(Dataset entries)
--- START ---
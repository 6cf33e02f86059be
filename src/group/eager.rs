use crate::{
    error::{Error, Result},
    grouper::Grouper,
    lookahead::Peekable,
    sequence::Sequence,
};

/// Groups adjacent elements for which the grouper holds against
/// the first element of the group. Each group is read completely
/// into an internal buffer before it is handed out.
///
/// Use [`Groups::max_group_size`] to bound the buffer when the source
/// may contain very long runs; a run longer than the limit is split
/// into several groups.
pub struct Groups<I: Iterator, G> {
    source: Peekable<I>,
    grouper: G,
    /// holds the current group. Reused between groups.
    buffer: Vec<I::Item>,
    max_group_size: usize,
}

impl<I, G> Groups<I, G>
where
    I: Iterator,
    G: Grouper<I::Item>,
{
    pub fn new(source: I, grouper: G) -> Self {
        Self {
            source: Peekable::new(source),
            grouper,
            buffer: Vec::new(),
            max_group_size: usize::MAX,
        }
    }

    /// Limits the number of elements per group. 0 means unbounded.
    pub fn max_group_size(self, size: usize) -> Self {
        Self {
            max_group_size: if size == 0 { usize::MAX } else { size },
            ..self
        }
    }

    /// reads the next group into the buffer.
    /// Returns false if the source has no elements left.
    fn fill_group(&mut self) -> bool {
        self.buffer.clear();
        let Some(anchor) = self.source.next() else {
            return false;
        };
        self.buffer.push(anchor);

        while self.buffer.len() < self.max_group_size {
            let anchor = &self.buffer[0];
            let grouper = &self.grouper;
            match self.source.next_if(|item| grouper.group(anchor, item)) {
                Some(item) => self.buffer.push(item),
                // the element that broke the group stays in the lookahead
                // and becomes the anchor of the next group.
                None => break,
            }
        }
        true
    }

    /// Returns the next group as a view into the internal buffer.
    /// The view is only valid until the next group is requested.
    pub fn next_group(&mut self) -> Option<&[I::Item]> {
        if self.fill_group() {
            Some(&self.buffer)
        } else {
            None
        }
    }
}

impl<I, G> Iterator for Groups<I, G>
where
    I: Iterator,
    G: Grouper<I::Item>,
{
    type Item = Vec<I::Item>;

    fn next(&mut self) -> Option<Vec<I::Item>> {
        if self.fill_group() {
            Some(self.buffer.drain(..).collect())
        } else {
            None
        }
    }

    fn size_hint(&self) -> (usize, Option<usize>) {
        let (lower, upper) = self.source.size_hint();
        (lower.min(1), upper)
    }
}

impl<I, G> Sequence for Groups<I, G>
where
    I: Iterator,
    G: Grouper<I::Item>,
{
    fn has_more(&mut self) -> bool {
        self.source.has_more()
    }

    fn remove_last(&mut self) -> Result<()> {
        Err(Error::Unsupported("Groups"))
    }
}
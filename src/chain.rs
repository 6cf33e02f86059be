use std::collections::VecDeque;

use crate::{
    error::{Error, Result},
    lookahead::Peekable,
    sequence::Sequence,
};

/// Concatenates a list of sequences.
///
/// The list itself is collected up front, but each member is only
/// pulled from once all members before it are exhausted.
pub struct Chain<I: Iterator> {
    /// the members that might still yield elements, in order.
    queue: VecDeque<Peekable<I>>,
}

impl<I: Iterator> Chain<I> {
    pub fn new<S>(sources: S) -> Self
    where
        S: IntoIterator,
        S::Item: IntoIterator<IntoIter = I>,
    {
        let queue = sources
            .into_iter()
            .map(|source| Peekable::new(source.into_iter()))
            .collect();
        Self { queue }
    }

    /// Builds a chain from a list with missing members, skipping the `None`s.
    pub fn from_optional<S, J>(sources: S) -> Self
    where
        S: IntoIterator<Item = Option<J>>,
        J: IntoIterator<IntoIter = I>,
    {
        Self::new(sources.into_iter().flatten())
    }

    /// drops members from the front of the queue until the
    /// front member has an element ready or the queue is empty.
    fn drop_exhausted(&mut self) {
        while let Some(front) = self.queue.front_mut() {
            if front.has_more() {
                break;
            }
            self.queue.pop_front();
        }
    }

    /// the number of members that are not known to be exhausted.
    pub fn remaining_sources(&self) -> usize {
        self.queue.len()
    }
}

impl<I: Iterator> Iterator for Chain<I> {
    type Item = I::Item;

    fn next(&mut self) -> Option<I::Item> {
        self.drop_exhausted();
        self.queue.front_mut()?.next()
    }

    fn size_hint(&self) -> (usize, Option<usize>) {
        self.queue.iter().map(|s| s.size_hint()).fold(
            (0, Some(0)),
            |(lower, upper), (l, u)| {
                (
                    lower.saturating_add(l),
                    upper.zip(u).and_then(|(a, b)| a.checked_add(b)),
                )
            },
        )
    }
}

impl<I: Iterator> Sequence for Chain<I> {
    fn has_more(&mut self) -> bool {
        self.drop_exhausted();
        !self.queue.is_empty()
    }

    // the member that produced the last element may already have been
    // dropped from the queue, and the members only expose a lookahead view.
    fn remove_last(&mut self) -> Result<()> {
        Err(Error::Unsupported("Chain"))
    }
}

#[cfg(test)]
mod test {
    use crate::sequence::SequenceExt;

    use super::*;

    #[test]
    fn concatenates_in_order() {
        let a = vec![1, 2, 3];
        let b = vec![4];
        let c = vec![5, 6];
        let chained: Vec<_> = Chain::new(vec![a.clone(), b.clone(), c.clone()]).collect();
        assert_eq!(a.len() + b.len() + c.len(), chained.len());
        assert_eq!(vec![1, 2, 3, 4, 5, 6], chained);
    }

    #[test]
    fn empty_members_are_skipped() {
        let a = vec!["x", "y"];
        let chained: Vec<_> = Chain::new(vec![vec![], a.clone(), vec![]]).collect();
        assert_eq!(a, chained);

        let chained: Vec<_> = Chain::from_optional(vec![None, Some(a.clone()), None]).collect();
        assert_eq!(a, chained);
    }

    #[test]
    fn all_empty() {
        let mut chain = Chain::new(vec![Vec::<u8>::new(), Vec::new()]);
        assert!(!chain.has_more());
        assert_eq!(0, chain.remaining_sources());
        assert!(matches!(chain.pull(), Err(Error::Exhausted)));

        let mut chain = Chain::new(Vec::<Vec<u8>>::new());
        assert_eq!(None, chain.next());
    }

    #[test]
    fn has_more_is_idempotent() {
        let mut chain = vec![0..2, 2..2, 2..3].into_iter().chain_all();
        for expected in 0..3 {
            assert!(chain.has_more());
            assert!(chain.has_more());
            assert_eq!(expected, chain.pull().unwrap());
        }
        assert!(!chain.has_more());
        assert!(matches!(chain.remove_last(), Err(Error::Unsupported(_))));
    }

    #[test]
    fn works_on_infinite_members() {
        let chain = Chain::new(vec![Box::new(0u32..2) as Box<dyn Iterator<Item = u32>>, Box::new(10u32..)]);
        let taken: Vec<_> = chain.take(5).collect();
        assert_eq!(vec![0, 1, 10, 11, 12], taken);
    }
}
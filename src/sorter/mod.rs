//! External merge sort over lines.
//!
//! Lines are handled as raw bytes, so input in any encoding is sorted
//! and written back unchanged. The input is read in chunks of a fixed number of lines. Each chunk is
//! sorted in memory and moved to a spill unit; the spill units are then
//! merged back into one sorted stream. Only one chunk plus one line per
//! spill unit is held in memory at any time.

use std::{
    fs::File,
    io::{BufRead, BufReader, BufWriter, Write},
    num::NonZeroUsize,
    path::{Path, PathBuf},
};

use log::{debug, info};

use crate::{
    error::Result,
    group::eager::Groups,
    grouper::Always,
    lines::{LineReader, ReadPolicy},
    merge::Merge,
    orderer::{ErrorsFirst, OrdOrderer, Orderer},
    spill::{codec::CompressionCodec, SpillCollection},
};

/// The number of lines per spill unit unless configured otherwise.
pub const DEFAULT_BUFFER_LINES: usize = 1000;

/// The configuration for the external sorting.
#[derive(Clone, Debug)]
pub struct ExtsortConfig {
    /// the number of lines sorted in memory before they are spilled.
    pub(crate) buffer_lines: NonZeroUsize,
    pub temp_file_folder: PathBuf,
    pub(crate) compression: CompressionCodec,
    /// what to do when reading the input fails.
    pub(crate) read_policy: ReadPolicy,
}

impl Default for ExtsortConfig {
    /// 1000 lines per spill unit in the system temp directory,
    /// without compression, failing on input errors.
    fn default() -> Self {
        Self {
            buffer_lines: NonZeroUsize::new(DEFAULT_BUFFER_LINES).unwrap_or(NonZeroUsize::MIN),
            temp_file_folder: std::env::temp_dir(),
            compression: CompressionCodec::default(),
            read_policy: ReadPolicy::default(),
        }
    }
}

impl ExtsortConfig {
    /// Updates the number of lines per spill unit. 0 is treated as 1.
    pub fn buffer_lines(self, lines: usize) -> Self {
        Self {
            buffer_lines: NonZeroUsize::new(lines).unwrap_or(NonZeroUsize::MIN),
            ..self
        }
    }
    /// Updates the temp_file_folder attribute.
    /// Useful for fluent-style api usage.
    pub fn temp_file_folder(self, folder: impl Into<PathBuf>) -> Self {
        Self {
            temp_file_folder: folder.into(),
            ..self
        }
    }
    /// Updates the codec used for spill units.
    pub fn compression(self, compression: CompressionCodec) -> Self {
        Self {
            compression,
            ..self
        }
    }
    /// Updates how failures reading the input are handled.
    pub fn read_policy(self, read_policy: ReadPolicy) -> Self {
        Self {
            read_policy,
            ..self
        }
    }
}

/// Statistics about a finished sort.
#[derive(Clone, Copy, Debug, Default, PartialEq, Eq)]
pub struct SortSummary {
    /// the number of lines written to the output.
    pub lines: u64,
    /// the number of spill units created.
    pub spill_units: usize,
}

/// a stable sort, so lines the orderer considers equal keep their input order.
fn buffer_sort(orderer: &impl Orderer<Vec<u8>>, buffer: &mut [Vec<u8>]) {
    buffer.sort_by(|a, b| orderer.compare(a, b));
}

#[cfg(feature = "parallel_sort")]
fn par_buffer_sort<O>(orderer: &O, buffer: &mut [Vec<u8>])
where
    O: Orderer<Vec<u8>> + Sync,
{
    use rayon::slice::ParallelSliceMut;
    buffer.par_sort_by(|a, b| orderer.compare(a, b));
}

pub struct ExternalSorter {
    config: ExtsortConfig,
}

impl ExternalSorter {
    pub fn new(options: ExtsortConfig) -> Self {
        Self { config: options }
    }

    /// Sorts the lines of `input` in ascending byte order and writes them
    /// to `output`, one per line. Lines that compare equal keep their input order.
    ///
    /// # Errors
    /// Any failure reading the input (unless the read policy is best effort),
    /// writing a spill unit, reading it back or writing the output aborts the sort.
    /// Spill units created up to that point are removed.
    pub fn sort_lines<R, W>(&self, input: R, output: W) -> Result<SortSummary>
    where
        R: BufRead,
        W: Write,
    {
        self.run(input, output, OrdOrderer::new(), buffer_sort)
    }

    /// Sorts the lines of `input` with a custom orderer.
    pub fn sort_lines_by<R, W, O>(&self, input: R, output: W, orderer: O) -> Result<SortSummary>
    where
        R: BufRead,
        W: Write,
        O: Orderer<Vec<u8>>,
    {
        self.run(input, output, orderer, buffer_sort)
    }

    /// Like [`ExternalSorter::sort_lines_by`], but sorts each chunk with rayon.
    #[cfg(feature = "parallel_sort")]
    pub fn par_sort_lines_by<R, W, O>(&self, input: R, output: W, orderer: O) -> Result<SortSummary>
    where
        R: BufRead,
        W: Write,
        O: Orderer<Vec<u8>> + Sync,
    {
        self.run(input, output, orderer, par_buffer_sort)
    }

    /// Sorts the file at `input` into a newly created file at `output`.
    pub fn sort_file(&self, input: &Path, output: &Path) -> Result<SortSummary> {
        info!("reading {}", input.display());
        let reader = BufReader::new(File::open(input)?);
        let writer = File::create(output)?;
        let summary = self.sort_lines(reader, writer)?;
        info!(
            "wrote {} lines to {} using {} spill units",
            summary.lines,
            output.display(),
            summary.spill_units
        );
        Ok(summary)
    }

    fn run<R, W, O, F>(
        &self,
        input: R,
        output: W,
        orderer: O,
        mut buffer_sort: F,
    ) -> Result<SortSummary>
    where
        R: BufRead,
        W: Write,
        O: Orderer<Vec<u8>>,
        F: FnMut(&O, &mut [Vec<u8>]),
    {
        let max_buffer_size = self.config.buffer_lines.get();
        let mut spills = SpillCollection::new(
            self.config.temp_file_folder.clone(),
            self.config.compression,
        );

        let lines = LineReader::new(input, self.config.read_policy).records::<Vec<u8>>();
        let chunks = Groups::new(lines, Always).max_group_size(max_buffer_size);

        for chunk in chunks {
            let mut sort_buffer = chunk.into_iter().collect::<Result<Vec<Vec<u8>>>>()?;
            if sort_buffer.len() < max_buffer_size {
                // we could not completely fill the buffer, so we know that this
                // is the last run that will be generated.
                debug!("final spill of {} lines", sort_buffer.len());
            }
            buffer_sort(&orderer, &mut sort_buffer);
            spills.add_run(&mut sort_buffer)?;
        }

        let spill_units = spills.len();
        debug!("merging {spill_units} spill units");

        let runs = spills.into_runs();
        let mut writer = BufWriter::new(output);
        let mut lines_written = 0;
        for line in Merge::new(runs, ErrorsFirst(orderer)) {
            writer.write_all(&line?)?;
            writer.write_all(b"\n")?;
            lines_written += 1;
        }
        writer.flush()?;

        Ok(SortSummary {
            lines: lines_written,
            spill_units,
        })
    }
}
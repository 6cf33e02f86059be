//! Sorted runs moved out of memory into temporary files.

use std::{
    fs::File,
    io::{BufRead, Seek, SeekFrom},
    path::PathBuf,
};

use log::debug;

use crate::{
    error::Result,
    lines::{LineReader, ReadPolicy},
};

use self::codec::CompressionCodec;

pub mod codec;

/// A sorted run of raw lines stored in an anonymous temporary file.
///
/// The file has no name in the file system, so it disappears when the
/// handle is dropped or the process exits, whichever comes first.
pub struct SpillUnit {
    file: File,
    num_entries: usize,
}

impl SpillUnit {
    pub fn num_entries(&self) -> usize {
        self.num_entries
    }
}

/// The spill units created during one sort.
pub struct SpillCollection {
    sort_folder: PathBuf,
    units: Vec<SpillUnit>,
    compression_choice: CompressionCodec,
}

impl SpillCollection {
    pub fn new(sort_folder: PathBuf, compression_choice: CompressionCodec) -> Self {
        Self {
            sort_folder,
            units: Vec::new(),
            compression_choice,
        }
    }

    pub fn len(&self) -> usize {
        self.units.len()
    }

    pub fn is_empty(&self) -> bool {
        self.units.is_empty()
    }

    /// Moves the contents of `source` into a new spill unit.
    /// `source` must already be sorted. When the call completes
    /// successfully, `source` is empty and ready for reuse.
    pub fn add_run(&mut self, source: &mut Vec<Vec<u8>>) -> Result<()> {
        let mut file = tempfile::tempfile_in(&self.sort_folder)?;
        let num_entries = source.len();
        self.compression_choice
            .write_lines(&mut file, source.iter().map(Vec::as_slice))?;

        // seek to the beginning of the file to ensure that we will actually read its contents
        file.seek(SeekFrom::Start(0))?;

        debug!(
            "spilled run {} with {} lines to {}",
            self.units.len(),
            num_entries,
            self.sort_folder.display()
        );
        source.clear();
        self.units.push(SpillUnit { file, num_entries });
        Ok(())
    }

    /// Turns every spill unit into a line sequence.
    /// A read failure on a spill unit is always reported, never skipped.
    pub fn into_runs(self) -> Vec<LineReader<Box<dyn BufRead>, Vec<u8>>> {
        let codec = self.compression_choice;
        self.units
            .into_iter()
            .map(|unit| {
                LineReader::new(codec.reader(unit.file), ReadPolicy::FailFast)
                    .strip_carriage_return(false)
                    .records()
            })
            .collect()
    }
}

#[cfg(test)]
mod test {
    use super::*;

    #[test]
    fn spilled_lines_read_back_in_order() {
        let dir = tempfile::tempdir().unwrap();
        let mut spills = SpillCollection::new(dir.path().to_owned(), CompressionCodec::default());

        let mut first = vec![b"a".to_vec(), b"c\r".to_vec(), Vec::new()];
        let mut second = vec![b"b\xe9".to_vec()];
        spills.add_run(&mut first).unwrap();
        spills.add_run(&mut second).unwrap();
        assert!(first.is_empty());
        assert_eq!(2, spills.len());
        assert_eq!(3, spills.units[0].num_entries());

        let runs: Vec<Vec<Vec<u8>>> = spills
            .into_runs()
            .into_iter()
            .map(|run| run.collect::<Result<_>>().unwrap())
            .collect();
        assert_eq!(vec![b"a".to_vec(), b"c\r".to_vec(), Vec::new()], runs[0]);
        assert_eq!(vec![b"b\xe9".to_vec()], runs[1]);
    }

    #[test]
    fn spill_files_leave_no_trace() {
        let dir = tempfile::tempdir().unwrap();
        let mut spills = SpillCollection::new(dir.path().to_owned(), CompressionCodec::default());
        spills.add_run(&mut vec![b"x".to_vec()]).unwrap();
        assert_eq!(0, std::fs::read_dir(dir.path()).unwrap().count());
    }

    #[test]
    fn missing_folder_is_a_storage_error() {
        let dir = tempfile::tempdir().unwrap();
        let mut spills = SpillCollection::new(dir.path().join("nope"), CompressionCodec::default());
        let mut run = vec![b"x".to_vec()];
        assert!(spills.add_run(&mut run).unwrap_err().is_storage());
        assert_eq!(1, run.len());
    }
}
use std::io;

use thiserror::Error;

/// Result alias used across the crate.
pub type Result<T, E = Error> = std::result::Result<T, E>;

#[derive(Debug, Error)]
pub enum Error {
    /// `pull` or `try_peek` was called on a sequence with nothing left.
    #[error("the sequence is exhausted")]
    Exhausted,

    /// The adapter cannot perform the requested operation.
    #[error("{0} does not support this operation")]
    Unsupported(&'static str),

    /// Contradictory parameters were passed to a constructor.
    #[error("invalid argument: {0}")]
    InvalidArgument(String),

    /// A lazy group view was used after its parent moved on to the next group.
    #[error("the group view was invalidated by advancing its parent")]
    Invalidated,

    /// Reading or writing the backing storage failed.
    #[error("storage failure: {0}")]
    Storage(#[from] io::Error),
}

impl Error {
    /// true for errors that come from the storage layer.
    pub fn is_storage(&self) -> bool {
        matches!(self, Error::Storage(_))
    }
}
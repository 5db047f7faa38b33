//! Request correlation for the lead API.

use axum::{extract::Request, http::HeaderValue, middleware::Next, response::Response};
use uuid::Uuid;

const REQUEST_ID_HEADER: &str = "x-request-id";

/// Correlation id echoed in every envelope's `meta.request_id`.
#[derive(Debug, Clone)]
pub struct RequestId(pub String);

/// Reuses a caller's non-blank `x-request-id` (a browser front end can tag a
/// search and its pitches with one id) or mints a `UUIDv4`. Handlers read it
/// as `Extension<RequestId>`; the response carries it back in the header.
pub async fn request_id(mut req: Request, next: Next) -> Response {
    let id = req
        .headers()
        .get(REQUEST_ID_HEADER)
        .and_then(|v| v.to_str().ok())
        .map(str::trim)
        .filter(|v| !v.is_empty())
        .map_or_else(|| Uuid::new_v4().to_string(), String::from);

    req.extensions_mut().insert(RequestId(id.clone()));

    let mut res = next.run(req).await;
    if let Ok(value) = HeaderValue::from_str(&id) {
        res.headers_mut().insert(REQUEST_ID_HEADER, value);
    }
    res
}
//! Lead records: the loosely-typed shape a model returns and the fully
//! populated shape the rest of the system works with.

use serde::{Deserialize, Deserializer, Serialize};
use serde_json::Value;

use crate::CoreError;

/// Placeholder meaning "unknown". Used for phone numbers, and tolerated in
/// place of a website.
pub const NOT_AVAILABLE: &str = "N/A";

/// Identifier of a sellable service offer.
#[derive(Debug, Clone, Copy, PartialEq, Eq, Hash, Serialize, Deserialize)]
#[serde(rename_all = "lowercase")]
pub enum ServiceId {
    Check,
    Fix,
    Build,
    Care,
}

impl ServiceId {
    pub const ALL: [ServiceId; 4] = [
        ServiceId::Check,
        ServiceId::Fix,
        ServiceId::Build,
        ServiceId::Care,
    ];

    #[must_use]
    pub fn as_str(self) -> &'static str {
        match self {
            ServiceId::Check => "check",
            ServiceId::Fix => "fix",
            ServiceId::Build => "build",
            ServiceId::Care => "care",
        }
    }
}

impl std::fmt::Display for ServiceId {
    fn fmt(&self, f: &mut std::fmt::Formatter<'_>) -> std::fmt::Result {
        f.pad(self.as_str())
    }
}

impl std::str::FromStr for ServiceId {
    type Err = CoreError;

    fn from_str(s: &str) -> Result<Self, Self::Err> {
        ServiceId::ALL
            .into_iter()
            .find(|id| id.as_str().eq_ignore_ascii_case(s.trim()))
            .ok_or_else(|| CoreError::UnknownService(s.to_string()))
    }
}

/// One normalized business candidate.
///
/// Every string field is populated. Empty strings mean "not found"; for
/// `website` that absence is the signal the recommendation rules key on.
#[derive(Debug, Clone, PartialEq, Serialize, Deserialize)]
#[serde(rename_all = "camelCase")]
pub struct Lead {
    pub name: String,
    /// [`NOT_AVAILABLE`] when unknown, never empty.
    pub phone: String,
    pub website: String,
    pub email: String,
    pub instagram: String,
    pub linkedin: String,
    /// Star rating in `[0, 5]`. `0` doubles as "no rating data" and cannot be
    /// told apart from a genuine zero.
    pub rating: f64,
    pub review_count: u64,
    pub address: String,
    #[serde(alias = "googleMapsLink")]
    pub maps_link: String,
    #[serde(rename = "type")]
    pub business_type: String,
    #[serde(alias = "recommendedServiceId")]
    pub recommended_service: ServiceId,
}

impl Lead {
    /// First comma-delimited segment of the address, conventionally the
    /// street or locality.
    #[must_use]
    pub fn locality(&self) -> &str {
        self.address.split(',').next().unwrap_or_default().trim()
    }

    /// False for an empty website or the literal [`NOT_AVAILABLE`] sentinel.
    #[must_use]
    pub fn has_website(&self) -> bool {
        let website = self.website.trim();
        !website.is_empty() && website != NOT_AVAILABLE
    }

    /// Case-insensitive substring match on name or address. A blank query
    /// matches every lead.
    #[must_use]
    pub fn matches(&self, query: &str) -> bool {
        let needle = query.trim().to_lowercase();
        needle.is_empty()
            || self.name.to_lowercase().contains(&needle)
            || self.address.to_lowercase().contains(&needle)
    }
}

/// Case-insensitive substring filter over lead name and address.
///
/// An empty (or whitespace-only) query keeps every lead.
#[must_use]
pub fn filter_leads<'a>(leads: &'a [Lead], query: &str) -> Vec<&'a Lead> {
    leads.iter().filter(|lead| lead.matches(query)).collect()
}

/// A lead exactly as the model produced it. Every field is optional and
/// tolerant of the wrong JSON type: strings may arrive as numbers, ratings
/// and counts as strings. Values that cannot be interpreted become `None`.
#[derive(Debug, Clone, Default, Deserialize)]
pub struct RawLead {
    #[serde(default, deserialize_with = "lenient_string")]
    pub name: Option<String>,
    #[serde(default, deserialize_with = "lenient_string")]
    pub phone: Option<String>,
    #[serde(default, deserialize_with = "lenient_string")]
    pub website: Option<String>,
    #[serde(default, deserialize_with = "lenient_string")]
    pub email: Option<String>,
    #[serde(default, deserialize_with = "lenient_string")]
    pub instagram: Option<String>,
    #[serde(default, deserialize_with = "lenient_string")]
    pub linkedin: Option<String>,
    #[serde(default, deserialize_with = "lenient_f64")]
    pub rating: Option<f64>,
    #[serde(
        default,
        rename = "reviewCount",
        alias = "review_count",
        alias = "reviews",
        deserialize_with = "lenient_u64"
    )]
    pub review_count: Option<u64>,
    #[serde(default, deserialize_with = "lenient_string")]
    pub address: Option<String>,
    #[serde(
        default,
        rename = "mapsLink",
        alias = "googleMapsLink",
        deserialize_with = "lenient_string"
    )]
    pub maps_link: Option<String>,
    #[serde(default, rename = "type", deserialize_with = "lenient_string")]
    pub business_type: Option<String>,
}

fn lenient_string<'de, D>(deserializer: D) -> Result<Option<String>, D::Error>
where
    D: Deserializer<'de>,
{
    Ok(match Option::<Value>::deserialize(deserializer)? {
        Some(Value::String(s)) => Some(s),
        Some(Value::Number(n)) => Some(n.to_string()),
        _ => None,
    })
}

fn lenient_f64<'de, D>(deserializer: D) -> Result<Option<f64>, D::Error>
where
    D: Deserializer<'de>,
{
    let parsed = match Option::<Value>::deserialize(deserializer)? {
        Some(Value::Number(n)) => n.as_f64(),
        Some(Value::String(s)) => s.trim().parse::<f64>().ok(),
        _ => None,
    };
    Ok(parsed.filter(|v| v.is_finite()))
}

fn lenient_u64<'de, D>(deserializer: D) -> Result<Option<u64>, D::Error>
where
    D: Deserializer<'de>,
{
    let parsed = match Option::<Value>::deserialize(deserializer)? {
        Some(Value::Number(n)) => n.as_u64().or_else(|| n.as_f64().and_then(whole_count)),
        Some(Value::String(s)) => {
            let digits: String = s.chars().filter(|c| *c != ',').collect();
            let digits = digits.trim();
            digits
                .parse::<u64>()
                .ok()
                .or_else(|| digits.parse::<f64>().ok().and_then(whole_count))
        }
        _ => None,
    };
    Ok(parsed)
}

#[allow(clippy::cast_possible_truncation, clippy::cast_sign_loss)]
fn whole_count(value: f64) -> Option<u64> {
    (value.is_finite() && value >= 0.0).then(|| value.trunc() as u64)
}
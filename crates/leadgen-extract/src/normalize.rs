//! Turns a [`RawLead`] into a fully populated [`Lead`].

use leadgen_core::{Lead, RawLead, NOT_AVAILABLE};
use percent_encoding::{utf8_percent_encode, AsciiSet, NON_ALPHANUMERIC};

use crate::recommend::recommend_for;

/// Name given to a record the model returned without one.
pub const UNNAMED_BUSINESS: &str = "Unnamed business";

const MAPS_SEARCH_URL: &str = "https://www.google.com/maps/search/?api=1&query=";

/// Characters left unescaped by a URI component encoder.
const QUERY_COMPONENT: &AsciiSet = &NON_ALPHANUMERIC
    .remove(b'-')
    .remove(b'_')
    .remove(b'.')
    .remove(b'!')
    .remove(b'~')
    .remove(b'*')
    .remove(b'\'')
    .remove(b'(')
    .remove(b')');

/// Never fails. Absent or blank fields get their defaults, then the
/// recommendation is derived from the normalized website and rating.
#[must_use]
pub fn normalize(raw: RawLead, fallback_type: &str) -> Lead {
    let name = present(raw.name).unwrap_or_else(|| UNNAMED_BUSINESS.to_string());
    let address = present(raw.address).unwrap_or_default();
    let website = present(raw.website).unwrap_or_default();
    let rating = raw.rating.map_or(0.0, |r| r.clamp(0.0, 5.0));
    let maps_link = present(raw.maps_link).unwrap_or_else(|| maps_link(&name, &address));
    let recommended_service = recommend_for(&website, rating);

    Lead {
        phone: present(raw.phone).unwrap_or_else(|| NOT_AVAILABLE.to_string()),
        email: present(raw.email).unwrap_or_default(),
        instagram: present(raw.instagram).unwrap_or_default(),
        linkedin: present(raw.linkedin).unwrap_or_default(),
        review_count: raw.review_count.unwrap_or(0),
        business_type: present(raw.business_type)
            .unwrap_or_else(|| fallback_type.trim().to_string()),
        name,
        website,
        rating,
        address,
        maps_link,
        recommended_service,
    }
}

/// Google Maps search URL for a business name and address.
#[must_use]
pub fn maps_link(name: &str, address: &str) -> String {
    let query = format!("{name} {address}");
    format!(
        "{MAPS_SEARCH_URL}{}",
        utf8_percent_encode(query.trim(), QUERY_COMPONENT)
    )
}

fn present(value: Option<String>) -> Option<String> {
    value
        .map(|v| v.trim().to_string())
        .filter(|v| !v.is_empty())
}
--- END ---
What is required |
An exact, complete copy of the lines above from the one with "fn par_buffer_sort<O>(orderer: &O, buffer: &mut" through the one with "and writes them" is the whole answer.

Solved problem |
fn par_buffer_sort<O>(orderer: &O, buffer: &mut [Vec<u8>])
where
    O: Orderer<Vec<u8>> + Sync,
{
    use rayon::slice::ParallelSliceMut;
    buffer.par_sort_by(|a, b| orderer.compare(a, b));
}

pub struct ExternalSorter {
    config: ExtsortConfig,
}

impl ExternalSorter {
    pub fn new(options: ExtsortConfig) -> Self {
        Self { config: options }
    }

    /// Sorts the lines of `input` in ascending byte order and writes them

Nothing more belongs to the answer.